(Collected data entries)
=== Section Start ===

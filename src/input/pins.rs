//! GPIO and ADC access.
//!
//! [`SysfsPins`] reads the Linux sysfs interfaces:
//! - GPIO: `<gpio_root>/gpio<N>/value` containing `0` or `1`
//! - ADC: `<adc_root>/in_voltage<N>_raw` containing the raw conversion
//!
//! Pins must already be exported and configured as inputs.

use std::fs;
use std::path::{Path, PathBuf};

use crate::error::{MotionRemoteError, Result};

/// Digital and analog pin reads
#[cfg_attr(test, mockall::automock)]
pub trait InputPins: Send {
    /// Returns `true` when the pin reads logic-high
    fn digital_read(&mut self, pin: u32) -> Result<bool>;

    /// Returns the raw ADC conversion for the channel
    fn analog_read(&mut self, pin: u32) -> Result<u16>;
}

/// [`InputPins`] backed by sysfs files
#[derive(Debug, Clone)]
pub struct SysfsPins {
    gpio_root: PathBuf,
    adc_root: PathBuf,
}

impl SysfsPins {
    pub fn new<P: AsRef<Path>, Q: AsRef<Path>>(gpio_root: P, adc_root: Q) -> Self {
        Self {
            gpio_root: gpio_root.as_ref().to_path_buf(),
            adc_root: adc_root.as_ref().to_path_buf(),
        }
    }

    fn read_trimmed(path: &Path) -> Result<String> {
        fs::read_to_string(path)
            .map(|s| s.trim().to_string())
            .map_err(|e| {
                MotionRemoteError::Input(format!("Failed to read {}: {}", path.display(), e))
            })
    }
}

impl InputPins for SysfsPins {
    fn digital_read(&mut self, pin: u32) -> Result<bool> {
        let path = self.gpio_root.join(format!("gpio{}", pin)).join("value");
        match Self::read_trimmed(&path)?.as_str() {
            "0" => Ok(false),
            "1" => Ok(true),
            other => Err(MotionRemoteError::Input(format!(
                "Unexpected GPIO value '{}' in {}",
                other,
                path.display()
            ))),
        }
    }

    fn analog_read(&mut self, pin: u32) -> Result<u16> {
        let path = self.adc_root.join(format!("in_voltage{}_raw", pin));
        let contents = Self::read_trimmed(&path)?;
        contents.parse::<u16>().map_err(|e| {
            MotionRemoteError::Input(format!(
                "Invalid ADC value '{}' in {}: {}",
                contents,
                path.display(),
                e
            ))
        })
    }
}
//! # Packet Layouts
//!
//! A layout is an ordered list of fields. The PC-side receiver must use the
//! same list: there is no header, so reordering or resizing a field silently
//! shifts every field after it.
//!
//! ## Presets
//!
//! | Preset | Fields | Bytes |
//! |--------|--------|-------|
//! | `imu` | ax ay az gx gy gz | 24 |
//! | `imu_buttons` | imu + buttons | 25 |
//! | `imu_buttons_joystick` | imu + buttons + joystick_x | 29 |
//! | `imu_buttons_dual_joystick` | imu + buttons + joystick_x + joystick_y | 33 |

use serde::{Deserialize, Serialize};

use crate::error::{MotionRemoteError, Result};

/// Encoding of a single field on the wire
#[derive(Debug, Clone, Copy, PartialEq, Eq)]
pub enum FieldKind {
    /// IEEE-754 single precision, little-endian
    F32Le,
    /// Unsigned byte
    U8,
}

impl FieldKind {
    /// Width on the wire in bytes.
    #[must_use]
    pub const fn width(self) -> usize {
        match self {
            FieldKind::F32Le => 4,
            FieldKind::U8 => 1,
        }
    }
}

/// A value that can be placed in a packet
#[derive(Debug, Clone, Copy, PartialEq, Eq, Hash, Deserialize, Serialize)]
#[serde(rename_all = "snake_case")]
pub enum Field {
    Ax,
    Ay,
    Az,
    Gx,
    Gy,
    Gz,
    Buttons,
    JoystickX,
    JoystickY,
}

impl Field {
    /// Wire encoding of this field.
    #[must_use]
    pub const fn kind(self) -> FieldKind {
        match self {
            Field::Buttons => FieldKind::U8,
            _ => FieldKind::F32Le,
        }
    }

    /// Width on the wire in bytes.
    #[must_use]
    pub const fn width(self) -> usize {
        self.kind().width()
    }

    /// Name used in configuration files and receiver records.
    #[must_use]
    pub const fn name(self) -> &'static str {
        match self {
            Field::Ax => "ax",
            Field::Ay => "ay",
            Field::Az => "az",
            Field::Gx => "gx",
            Field::Gy => "gy",
            Field::Gz => "gz",
            Field::Buttons => "buttons",
            Field::JoystickX => "joystick_x",
            Field::JoystickY => "joystick_y",
        }
    }
}

/// The six motion fields shared by every preset
const MOTION_FIELDS: [Field; 6] = [
    Field::Ax,
    Field::Ay,
    Field::Az,
    Field::Gx,
    Field::Gy,
    Field::Gz,
];

/// Names accepted by [`PacketLayout::preset`]
pub const PRESET_NAMES: &[&str] = &[
    "imu",
    "imu_buttons",
    "imu_buttons_joystick",
    "imu_buttons_dual_joystick",
];

/// Ordered field list with a fixed byte size
#[derive(Debug, Clone, PartialEq, Eq)]
pub struct PacketLayout {
    name: String,
    fields: Vec<Field>,
}

impl PacketLayout {
    /// Accelerometer and gyroscope only (24 bytes).
    #[must_use]
    pub fn imu() -> Self {
        Self::from_parts("imu", &[])
    }

    /// Motion plus button mask (25 bytes).
    #[must_use]
    pub fn imu_buttons() -> Self {
        Self::from_parts("imu_buttons", &[Field::Buttons])
    }

    /// Motion, button mask and one joystick axis (29 bytes).
    #[must_use]
    pub fn imu_buttons_joystick() -> Self {
        Self::from_parts("imu_buttons_joystick", &[Field::Buttons, Field::JoystickX])
    }

    /// Motion, button mask and two joystick axes (33 bytes).
    #[must_use]
    pub fn imu_buttons_dual_joystick() -> Self {
        Self::from_parts(
            "imu_buttons_dual_joystick",
            &[Field::Buttons, Field::JoystickX, Field::JoystickY],
        )
    }

    /// Looks up a preset by name.
    ///
    /// # Examples
    ///
    /// ```
    /// use motion_remote::packet::layout::PacketLayout;
    ///
    /// assert_eq!(PacketLayout::preset("imu_buttons_joystick").unwrap().size(), 29);
    /// assert!(PacketLayout::preset("unknown").is_none());
    /// ```
    #[must_use]
    pub fn preset(name: &str) -> Option<Self> {
        match name {
            "imu" => Some(Self::imu()),
            "imu_buttons" => Some(Self::imu_buttons()),
            "imu_buttons_joystick" => Some(Self::imu_buttons_joystick()),
            "imu_buttons_dual_joystick" => Some(Self::imu_buttons_dual_joystick()),
            _ => None,
        }
    }

    /// Builds a layout from an explicit field list.
    ///
    /// # Errors
    ///
    /// Returns `Packet` if the list is empty or names a field twice.
    pub fn custom(fields: Vec<Field>) -> Result<Self> {
        if fields.is_empty() {
            return Err(MotionRemoteError::Packet(
                "custom layout needs at least one field".to_string(),
            ));
        }
        for (i, field) in fields.iter().enumerate() {
            if fields[..i].contains(field) {
                return Err(MotionRemoteError::Packet(format!(
                    "field '{}' appears more than once",
                    field.name()
                )));
            }
        }
        Ok(Self {
            name: "custom".to_string(),
            fields,
        })
    }

    fn from_parts(name: &str, extra: &[Field]) -> Self {
        let mut fields = MOTION_FIELDS.to_vec();
        fields.extend_from_slice(extra);
        Self {
            name: name.to_string(),
            fields,
        }
    }

    pub fn name(&self) -> &str {
        &self.name
    }

    pub fn fields(&self) -> &[Field] {
        &self.fields
    }

    /// Total packet size in bytes.
    #[must_use]
    pub fn size(&self) -> usize {
        self.fields.iter().map(|f| f.width()).sum()
    }

    /// Byte offset of `field`, if the layout contains it.
    #[must_use]
    pub fn offset_of(&self, field: Field) -> Option<usize> {
        let mut offset = 0;
        for &f in &self.fields {
            if f == field {
                return Some(offset);
            }
            offset += f.width();
        }
        None
    }

    /// Whether the layout carries `field`.
    #[must_use]
    pub fn contains(&self, field: Field) -> bool {
        self.fields.contains(&field)
    }
}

=== Section End ===

Action item:
Give the number of lines in the records that contain the word "extra", and write nothing else.

Finished task:
2